- Task to complete:
Using the entries that follow, give only the number of lines with the word "Science" in them.

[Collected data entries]
'''

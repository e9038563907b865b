//! Concordia University building reference points.
//!
//! Coordinates are building entrances, rounded to four decimals.

use campus_planner::campus::{Boundary, Building, Campus};
use campus_planner::geo::GeoPoint;
use campus_planner::solver::TaskLocation;

/// A named building with coordinates.
#[derive(Debug, Clone)]
pub struct Location {
    pub id: &'static str,
    pub name: &'static str,
    pub lat: f64,
    pub lng: f64,
}

impl Location {
    pub const fn new(id: &'static str, name: &'static str, lat: f64, lng: f64) -> Self {
        Self { id, name, lat, lng }
    }

    pub fn point(&self) -> GeoPoint {
        GeoPoint::new(self.lat, self.lng)
    }

    pub fn building(&self) -> Building {
        Building::new(self.id, self.name, self.point())
    }
}

// ============================================================================
// Sir George Williams campus (downtown)
// ============================================================================

pub const HALL: Location = Location::new("H", "Hall Building", 45.4971, -73.5790);
pub const JMSB: Location = Location::new("MB", "John Molson Building", 45.4954, -73.5791);
pub const LIBRARY: Location = Location::new("LB", "Webster Library", 45.4970, -73.5781);

pub const SGW_BUILDINGS: &[Location] = &[
    HALL,
    JMSB,
    LIBRARY,
    Location::new("EV", "Engineering, Computer Science and Visual Arts", 45.4955, -73.5778),
    Location::new("GM", "Guy-De Maisonneuve Building", 45.4960, -73.5786),
    Location::new("FG", "Faubourg Building", 45.4941, -73.5783),
    Location::new("GN", "Grey Nuns Building", 45.4935, -73.5770),
    Location::new("VA", "Visual Arts Building", 45.4960, -73.5735),
    Location::new("FB", "Faubourg Ste-Catherine Building", 45.4946, -73.5776),
];

// ============================================================================
// Loyola campus
// ============================================================================

pub const LOYOLA_BUILDINGS: &[Location] = &[
    Location::new("CC", "Central Building", 45.4582, -73.6405),
    Location::new("SP", "Richard J. Renaud Science Complex", 45.4577, -73.6414),
    Location::new("AD", "Administration Building", 45.4580, -73.6396),
    Location::new("VL", "Vanier Library", 45.4589, -73.6385),
];

/// Hall footprint as a simple ring around its reference point.
pub fn hall_boundary() -> Boundary {
    Boundary::Simple(vec![
        GeoPoint::new(45.4977, -73.5795),
        GeoPoint::new(45.4968, -73.5800),
        GeoPoint::new(45.4964, -73.5787),
        GeoPoint::new(45.4974, -73.5783),
    ])
}

/// Every building on both campuses.
pub fn all_buildings() -> Vec<Building> {
    SGW_BUILDINGS
        .iter()
        .chain(LOYOLA_BUILDINGS)
        .map(|loc| {
            let building = loc.building();
            if loc.id == HALL.id {
                building.with_boundary(hall_boundary())
            } else {
                building
            }
        })
        .collect()
}

pub fn campus() -> Campus {
    Campus::new(all_buildings())
}

/// Tasks for the given building ids, in order.
pub fn tasks(entries: &[(&str, &str)]) -> Vec<TaskLocation> {
    let campus = campus();
    entries
        .iter()
        .map(|(id, description)| {
            let building = campus
                .building(id)
                .unwrap_or_else(|| panic!("fixture building {} missing", id))
                .clone();
            TaskLocation::new(building, *description)
        })
        .collect()
}

#[cfg(test)]
mod tests {
    use super::*;

    #[test]
    fn test_building_ids_unique() {
        let buildings = all_buildings();
        let mut ids: Vec<_> = buildings.iter().map(|b| b.id.clone()).collect();
        ids.sort();
        ids.dedup();
        assert_eq!(ids.len(), buildings.len());
    }

    #[test]
    fn test_coordinates_in_montreal() {
        for b in all_buildings() {
            assert!(b.location.latitude > 45.4 && b.location.latitude < 45.6, "{} lat out of range", b.name);
            assert!(b.location.longitude > -73.7 && b.location.longitude < -73.5, "{} lng out of range", b.name);
        }
    }
}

'''

- Result of the task:
2